Inputting the low-level feature vector corresponding to the spectrogram into an AlexNet processor added with a flat layer for deep learning, and obtaining the high-level feature vector corresponding to the spectrogram:
x s =Flattern(AlexNet(x Spec ));
wherein ,
it can be understood that the AlexNet processor comprises an AlexNet module, a dropout 0.5 flatten layer is added after the AlexNet module, and then the low-level feature vector corresponding to the spectrogram is input into the AlexNet module for high-level feature vector extraction.
Inputting the voice waveform into a Wav2Vec processor for preprocessing, and performing deep learning on the preprocessed voice waveform through the Wav2Vec processor to obtain an advanced feature vector corresponding to the voice waveform:
x w =Wav2Vec(x Wav );
wherein ,
it can be understood that the Wav2Vec processor comprises a Wav2Vec module, and the voice waveform preprocessed by the Wav2Vec module can conform to the input form of the Wav2Vec model, so that the advanced feature vector corresponding to the voice waveform can be better extracted.

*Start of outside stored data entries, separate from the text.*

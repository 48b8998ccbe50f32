//! sea-orm backed storage
//!
//! Category rows live in `category_records`, one row per (category, tenant,
//! record key). Replacement deletes and re-inserts a tenant's rows inside a
//! single transaction, so readers see either the old set or the new one.

use async_trait::async_trait;
use chrono::Utc;
use sea_orm::{
    ActiveModelTrait, ColumnTrait, DatabaseConnection, DatabaseTransaction, EntityTrait,
    QueryFilter, QueryOrder, Set, TransactionTrait,
};
use tracing::{debug, info, warn};

use crate::entities::prelude::{CategoryRecords, SetupStatus as SetupStatusEntity};
use crate::entities::{category_records, setup_status};
use crate::error::{SyncError, SyncResult};
use crate::models::data::{StoredRecord, TenantBatch};
use crate::models::setup::SetupStatus;
use crate::models::sync::{RunOutcome, SyncRunRecord};
use crate::services::storage::SyncStorage;
use crate::services::sync_state::PersistedProcessState;
use crate::services::sync_status;

/// Rows per INSERT; keeps bind parameters well under SQLite's limit
const INSERT_CHUNK: usize = 500;

const SETUP_ROW_ID: i32 = 1;

#[derive(Clone)]
pub struct DbStorage {
    db: DatabaseConnection,
}

impl DbStorage {
    pub fn new(db: DatabaseConnection) -> Self {
        Self { db }
    }
}

fn to_stored(model: category_records::Model) -> SyncResult<StoredRecord> {
    let payload = serde_json::from_str(&model.payload).map_err(|e| {
        SyncError::Storage(format!(
            "corrupt payload for {}/{}/{}: {}",
            model.category, model.tenant_id, model.record_key, e
        ))
    })?;
    Ok(StoredRecord {
        category: model.category,
        tenant_id: model.tenant_id,
        record_key: model.record_key,
        payload,
        synced_at: model.synced_at.and_utc(),
    })
}

fn to_active(record: &StoredRecord) -> SyncResult<category_records::ActiveModel> {
    let payload = serde_json::to_string(&record.payload)
        .map_err(|e| SyncError::Internal(format!("failed to encode payload: {}", e)))?;
    Ok(category_records::ActiveModel {
        category: Set(record.category.clone()),
        tenant_id: Set(record.tenant_id.clone()),
        record_key: Set(record.record_key.clone()),
        payload: Set(payload),
        synced_at: Set(record.synced_at.naive_utc()),
        ..Default::default()
    })
}

/// Delete-then-insert per tenant inside `txn`
async fn write_batches(
    txn: &DatabaseTransaction,
    category: &str,
    encoded: Vec<(&str, Vec<category_records::ActiveModel>)>,
) -> SyncResult<usize> {
    let mut written = 0;
    for (tenant_id, models) in encoded {
        let deleted = CategoryRecords::delete_many()
            .filter(category_records::Column::Category.eq(category))
            .filter(category_records::Column::TenantId.eq(tenant_id))
            .exec(txn)
            .await?;
        debug!(
            "[{}] Cleared {} rows for tenant {}",
            category, deleted.rows_affected, tenant_id
        );

        written += models.len();
        let mut models = models.into_iter().peekable();
        while models.peek().is_some() {
            let chunk: Vec<_> = models.by_ref().take(INSERT_CHUNK).collect();
            CategoryRecords::insert_many(chunk).exec(txn).await?;
        }
    }
    Ok(written)
}

#[async_trait]
impl SyncStorage for DbStorage {
    async fn read_category(&self, category: &str) -> SyncResult<Vec<StoredRecord>> {
        CategoryRecords::find()
            .filter(category_records::Column::Category.eq(category))
            .order_by_asc(category_records::Column::TenantId)
            .order_by_asc(category_records::Column::RecordKey)
            .all(&self.db)
            .await?
            .into_iter()
            .map(to_stored)
            .collect()
    }

    async fn read_category_for_tenant(
        &self,
        category: &str,
        tenant_id: &str,
    ) -> SyncResult<Vec<StoredRecord>> {
        CategoryRecords::find()
            .filter(category_records::Column::Category.eq(category))
            .filter(category_records::Column::TenantId.eq(tenant_id))
            .order_by_asc(category_records::Column::RecordKey)
            .all(&self.db)
            .await?
            .into_iter()
            .map(to_stored)
            .collect()
    }

    async fn replace_category(&self, category: &str, batches: &[TenantBatch]) -> SyncResult<usize> {
        // Encode up front so a bad payload never opens a transaction
        let mut encoded = Vec::with_capacity(batches.len());
        for batch in batches {
            let models = batch
                .records
                .iter()
                .map(to_active)
                .collect::<SyncResult<Vec<_>>>()?;
            encoded.push((batch.tenant_id.as_str(), models));
        }

        let txn = self.db.begin().await?;
        match write_batches(&txn, category, encoded).await {
            Ok(written) => {
                txn.commit().await?;
                info!("[{}] Stored {} rows across {} tenants", category, written, batches.len());
                Ok(written)
            }
            Err(e) => {
                if let Err(rollback) = txn.rollback().await {
                    warn!("[{}] Rollback failed: {}", category, rollback);
                }
                Err(e)
            }
        }
    }

    async fn load_setup_status(&self) -> SyncResult<Option<SetupStatus>> {
        let row = SetupStatusEntity::find_by_id(SETUP_ROW_ID).one(&self.db).await?;
        Ok(row.map(|r| {
            SetupStatus::restore(
                r.database_connected,
                r.external_auth_configured,
                r.has_ever_been_green,
                r.updated_at.map(|t| t.and_utc()),
            )
        }))
    }

    async fn save_setup_status(&self, status: &SetupStatus) -> SyncResult<()> {
        let updated_at = status.updated_at().unwrap_or_else(Utc::now).naive_utc();

        match SetupStatusEntity::find_by_id(SETUP_ROW_ID).one(&self.db).await? {
            Some(existing) => {
                // Green is sticky even against a stale in-memory copy
                let green = existing.has_ever_been_green || status.has_ever_been_green();
                let mut active_model: setup_status::ActiveModel = existing.into();
                active_model.database_connected = Set(status.database_connected());
                active_model.external_auth_configured = Set(status.external_auth_configured());
                active_model.fully_configured = Set(status.fully_configured());
                active_model.has_ever_been_green = Set(green);
                active_model.updated_at = Set(Some(updated_at));
                active_model.update(&self.db).await?;
            }
            None => {
                setup_status::ActiveModel {
                    id: Set(SETUP_ROW_ID),
                    database_connected: Set(status.database_connected()),
                    external_auth_configured: Set(status.external_auth_configured()),
                    fully_configured: Set(status.fully_configured()),
                    has_ever_been_green: Set(status.has_ever_been_green()),
                    updated_at: Set(Some(updated_at)),
                }
                .insert(&self.db)
                .await?;
            }
        }
        Ok(())
    }

    async fn load_process_state(
        &self,
        process_id: &str,
    ) -> SyncResult<Option<PersistedProcessState>> {
        Ok(sync_status::load(&self.db, process_id).await?)
    }

    async fn record_run(&self, record: &SyncRunRecord) -> SyncResult<()> {
        match record.outcome {
            RunOutcome::Success => {
                sync_status::record_success(
                    &self.db,
                    &record.process_id,
                    record.started_at,
                    record.finished_at,
                )
                .await?
            }
            RunOutcome::Error => {
                let message = record.error_message.as_deref().unwrap_or("unknown error");
                sync_status::record_failure(&self.db, &record.process_id, record.started_at, message)
                    .await?
            }
            RunOutcome::Cancelled => {}
        }
        Ok(())
    }

    async fn save_process_settings(
        &self,
        process_id: &str,
        enabled: Option<bool>,
        interval_minutes: Option<u32>,
    ) -> SyncResult<()> {
        if let Some(enabled) = enabled {
            sync_status::set_enabled(&self.db, process_id, enabled).await?;
        }
        if let Some(minutes) = interval_minutes {
            sync_status::set_interval(&self.db, process_id, minutes).await?;
        }
        Ok(())
    }
}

Inputting the voice text into a BERT processor for preprocessing, and performing deep learning on the preprocessed voice text through the BERT processor to obtain a high-level feature vector corresponding to the voice text:
x t =BERT(x Text );
wherein ,
it can be understood that the BERT processor comprises a BERT module, and the voice waveform preprocessed by the BERT module can conform to the input form of the BERT model, so that the advanced feature vector corresponding to the voice waveform can be better extracted.
According to the technical scheme provided in steps S21-S22, the low-level feature vectors, the voice waveforms and the voice texts corresponding to the MFCCs and the spectrograms are transmitted to the corresponding processors, and deep learning is performed through the deep learning model, so that the high-level feature vectors of the voice features and the voice emotions of the voice signals at higher levels can be obtained.
In this embodiment, the step S30 specifically includes the following steps:
referring to fig. 4, the MAFF Module (i.e. Multi-acoustic feature fusion Module, english name: multi-Acoustic Feature Fusion Module) has the same MFCC, spectrogram and speech waveform sources, but different information characterization capabilities, can capture richer and more complete emotion information from different angles, and only uses feature vectors output by Wav2Vec to easily lose a part of feature information, so a MAFF Module is provided. Feature x of voice waveform output through Wav2Vec model w Feature x of MFCC output through BiLSTM m Feature x of spectrogram output through AlexNet s Three different acoustic advanced features are fused, the correlation among the three acoustic advanced features is utilized to strengthen the feature output of the voice waveform, and vector fusion is carried out on the advanced feature vectors corresponding to the MFCC, the spectrogram and the voice waveform through the linear layer with the activation function of ReLU:
in the formula, f l (. Cndot.) represents a Linear layer (Linear) function, x m Representing the advanced feature vector, x, of the MFCC s Representing the high-level feature vector of the spectrogram,representing vector concatenation, x ms A fusion vector representing the linear layer output;
will fuse vector x ms Passing through a linear layer with dropout of 0.5, multiplying the result by x w Vector fusion is performed through the linear layer of the activation function:
wherein ,representing matrix multiplication, x' w Representing multi-acoustic fusion feature vectors obtained after fusion of the MFCC, the spectrogram and the advanced feature vectors corresponding to the voice waveforms;
it can be appreciated that the MAFF module can effectively fuse the MFCCs, the spectrograms, and the advanced feature vectors corresponding to the speech waveforms, integrate the advantages between them, implement information complementation, and output the final result as a speech waveform path.
Referring to fig. 5, a CMCA Module (i.e., cross-modality convolution attention Module, cross-Modal Convolutional Attention Module) for processing information from different modalities, the CMCA Module accepts two inputs: one is the last layer state output feature vector of the Wav2Vec model and the other is the CLS output vector of the BERT model. To merge these two sources of information, the cmc a module contains a convolutional encoder, a convolutional decoder, and a cross-modal attention mechanism.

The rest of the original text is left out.